*** Opening of Exercise inputs ***
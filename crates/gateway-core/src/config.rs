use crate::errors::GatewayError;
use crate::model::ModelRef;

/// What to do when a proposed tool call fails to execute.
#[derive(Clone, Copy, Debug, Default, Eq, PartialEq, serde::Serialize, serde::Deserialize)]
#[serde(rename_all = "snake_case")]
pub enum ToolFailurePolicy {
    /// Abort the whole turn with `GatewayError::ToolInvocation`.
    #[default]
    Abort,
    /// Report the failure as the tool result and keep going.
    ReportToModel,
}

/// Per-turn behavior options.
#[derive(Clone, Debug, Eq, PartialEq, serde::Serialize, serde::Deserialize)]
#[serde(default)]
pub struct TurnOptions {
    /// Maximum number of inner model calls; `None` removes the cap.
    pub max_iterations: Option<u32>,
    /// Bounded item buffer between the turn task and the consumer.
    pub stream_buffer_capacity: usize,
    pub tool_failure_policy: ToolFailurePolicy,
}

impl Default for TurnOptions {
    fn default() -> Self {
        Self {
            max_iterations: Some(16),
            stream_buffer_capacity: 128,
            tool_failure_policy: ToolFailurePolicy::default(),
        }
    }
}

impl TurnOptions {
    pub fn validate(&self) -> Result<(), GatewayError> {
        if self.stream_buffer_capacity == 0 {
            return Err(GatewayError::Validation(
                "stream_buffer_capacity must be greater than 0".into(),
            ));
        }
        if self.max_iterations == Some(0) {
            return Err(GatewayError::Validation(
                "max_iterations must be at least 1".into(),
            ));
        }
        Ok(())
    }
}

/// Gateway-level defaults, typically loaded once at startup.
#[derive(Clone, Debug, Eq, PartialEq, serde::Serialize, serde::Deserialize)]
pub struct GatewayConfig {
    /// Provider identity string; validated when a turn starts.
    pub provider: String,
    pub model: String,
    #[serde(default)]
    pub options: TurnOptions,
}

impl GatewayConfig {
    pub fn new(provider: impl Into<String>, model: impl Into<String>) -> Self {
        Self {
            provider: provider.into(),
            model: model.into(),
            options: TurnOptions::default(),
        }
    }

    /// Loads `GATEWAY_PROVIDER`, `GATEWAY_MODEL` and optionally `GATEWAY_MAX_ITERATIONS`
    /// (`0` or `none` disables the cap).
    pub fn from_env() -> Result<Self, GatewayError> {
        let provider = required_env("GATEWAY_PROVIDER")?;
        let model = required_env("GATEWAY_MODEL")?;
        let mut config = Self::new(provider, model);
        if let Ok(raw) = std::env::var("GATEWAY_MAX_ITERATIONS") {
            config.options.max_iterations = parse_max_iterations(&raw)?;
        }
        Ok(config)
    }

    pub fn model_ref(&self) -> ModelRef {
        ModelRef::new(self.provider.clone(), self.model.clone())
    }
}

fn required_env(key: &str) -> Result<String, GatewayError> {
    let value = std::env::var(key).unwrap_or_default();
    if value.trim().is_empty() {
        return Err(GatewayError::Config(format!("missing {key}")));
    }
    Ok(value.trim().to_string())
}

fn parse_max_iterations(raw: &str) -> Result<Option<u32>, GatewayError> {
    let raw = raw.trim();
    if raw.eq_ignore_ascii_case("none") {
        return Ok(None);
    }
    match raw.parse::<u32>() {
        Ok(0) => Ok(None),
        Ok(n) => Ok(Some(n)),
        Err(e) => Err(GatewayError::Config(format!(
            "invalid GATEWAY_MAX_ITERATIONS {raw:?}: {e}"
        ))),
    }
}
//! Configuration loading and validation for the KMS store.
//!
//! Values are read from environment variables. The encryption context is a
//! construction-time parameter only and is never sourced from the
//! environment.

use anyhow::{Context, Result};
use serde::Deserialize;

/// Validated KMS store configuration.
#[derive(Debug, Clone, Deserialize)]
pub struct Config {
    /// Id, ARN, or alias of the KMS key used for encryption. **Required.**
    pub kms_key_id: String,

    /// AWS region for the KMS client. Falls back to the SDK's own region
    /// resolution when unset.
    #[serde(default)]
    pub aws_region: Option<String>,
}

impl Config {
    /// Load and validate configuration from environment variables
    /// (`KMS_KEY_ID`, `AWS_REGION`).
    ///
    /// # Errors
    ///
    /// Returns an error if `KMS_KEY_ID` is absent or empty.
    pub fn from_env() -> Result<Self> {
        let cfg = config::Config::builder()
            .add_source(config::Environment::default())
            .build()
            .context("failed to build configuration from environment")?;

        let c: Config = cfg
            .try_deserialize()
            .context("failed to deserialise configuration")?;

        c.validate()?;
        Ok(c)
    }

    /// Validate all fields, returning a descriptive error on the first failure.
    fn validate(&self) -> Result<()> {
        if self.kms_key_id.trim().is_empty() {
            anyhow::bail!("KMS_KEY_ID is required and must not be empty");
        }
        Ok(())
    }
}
*** Close of Exercise inputs ***
Exercise aim
The records above, in their entirety, need to be set down again exactly.

Written answer
filename crates/gateway-core/src/config.rs
use crate::errors::GatewayError;
use crate::model::ModelRef;

/// What to do when a proposed tool call fails to execute.
#[derive(Clone, Copy, Debug, Default, Eq, PartialEq, serde::Serialize, serde::Deserialize)]
#[serde(rename_all = "snake_case")]
pub enum ToolFailurePolicy {
    /// Abort the whole turn with `GatewayError::ToolInvocation`.
    #[default]
    Abort,
    /// Report the failure as the tool result and keep going.
    ReportToModel,
}

/// Per-turn behavior options.
#[derive(Clone, Debug, Eq, PartialEq, serde::Serialize, serde::Deserialize)]
#[serde(default)]
pub struct TurnOptions {
    /// Maximum number of inner model calls; `None` removes the cap.
    pub max_iterations: Option<u32>,
    /// Bounded item buffer between the turn task and the consumer.
    pub stream_buffer_capacity: usize,
    pub tool_failure_policy: ToolFailurePolicy,
}

impl Default for TurnOptions {
    fn default() -> Self {
        Self {
            max_iterations: Some(16),
            stream_buffer_capacity: 128,
            tool_failure_policy: ToolFailurePolicy::default(),
        }
    }
}

impl TurnOptions {
    pub fn validate(&self) -> Result<(), GatewayError> {
        if self.stream_buffer_capacity == 0 {
            return Err(GatewayError::Validation(
                "stream_buffer_capacity must be greater than 0".into(),
            ));
        }
        if self.max_iterations == Some(0) {
            return Err(GatewayError::Validation(
                "max_iterations must be at least 1".into(),
            ));
        }
        Ok(())
    }
}

/// Gateway-level defaults, typically loaded once at startup.
#[derive(Clone, Debug, Eq, PartialEq, serde::Serialize, serde::Deserialize)]
pub struct GatewayConfig {
    /// Provider identity string; validated when a turn starts.
    pub provider: String,
    pub model: String,
    #[serde(default)]
    pub options: TurnOptions,
}

impl GatewayConfig {
    pub fn new(provider: impl Into<String>, model: impl Into<String>) -> Self {
        Self {
            provider: provider.into(),
            model: model.into(),
            options: TurnOptions::default(),
        }
    }

    /// Loads `GATEWAY_PROVIDER`, `GATEWAY_MODEL` and optionally `GATEWAY_MAX_ITERATIONS`
    /// (`0` or `none` disables the cap).
    pub fn from_env() -> Result<Self, GatewayError> {
        let provider = required_env("GATEWAY_PROVIDER")?;
        let model = required_env("GATEWAY_MODEL")?;
        let mut config = Self::new(provider, model);
        if let Ok(raw) = std::env::var("GATEWAY_MAX_ITERATIONS") {
            config.options.max_iterations = parse_max_iterations(&raw)?;
        }
        Ok(config)
    }

    pub fn model_ref(&self) -> ModelRef {
        ModelRef::new(self.provider.clone(), self.model.clone())
    }
}

fn required_env(key: &str) -> Result<String, GatewayError> {
    let value = std::env::var(key).unwrap_or_default();
    if value.trim().is_empty() {
        return Err(GatewayError::Config(format!("missing {key}")));
    }
    Ok(value.trim().to_string())
}

fn parse_max_iterations(raw: &str) -> Result<Option<u32>, GatewayError> {
    let raw = raw.trim();
    if raw.eq_ignore_ascii_case("none") {
        return Ok(None);
    }
    match raw.parse::<u32>() {
        Ok(0) => Ok(None),
        Ok(n) => Ok(Some(n)),
        Err(e) => Err(GatewayError::Config(format!(
            "invalid GATEWAY_MAX_ITERATIONS {raw:?}: {e}"
        ))),
    }
}
//! Configuration loading and validation for the KMS store.
//!
//! Values are read from environment variables. The encryption context is a
//! construction-time parameter only and is never sourced from the
//! environment.

use anyhow::{Context, Result};
use serde::Deserialize;

/// Validated KMS store configuration.
#[derive(Debug, Clone, Deserialize)]
pub struct Config {
    /// Id, ARN, or alias of the KMS key used for encryption. **Required.**
    pub kms_key_id: String,

    /// AWS region for the KMS client. Falls back to the SDK's own region
    /// resolution when unset.
    #[serde(default)]
    pub aws_region: Option<String>,
}

impl Config {
    /// Load and validate configuration from environment variables
    /// (`KMS_KEY_ID`, `AWS_REGION`).
    ///
    /// # Errors
    ///
    /// Returns an error if `KMS_KEY_ID` is absent or empty.
    pub fn from_env() -> Result<Self> {
        let cfg = config::Config::builder()
            .add_source(config::Environment::default())
            .build()
            .context("failed to build configuration from environment")?;

        let c: Config = cfg
            .try_deserialize()
            .context("failed to deserialise configuration")?;

        c.validate()?;
        Ok(c)
    }

    /// Validate all fields, returning a descriptive error on the first failure.
    fn validate(&self) -> Result<()> {
        if self.kms_key_id.trim().is_empty() {
            anyhow::bail!("KMS_KEY_ID is required and must not be empty");
        }
        Ok(())
    }
}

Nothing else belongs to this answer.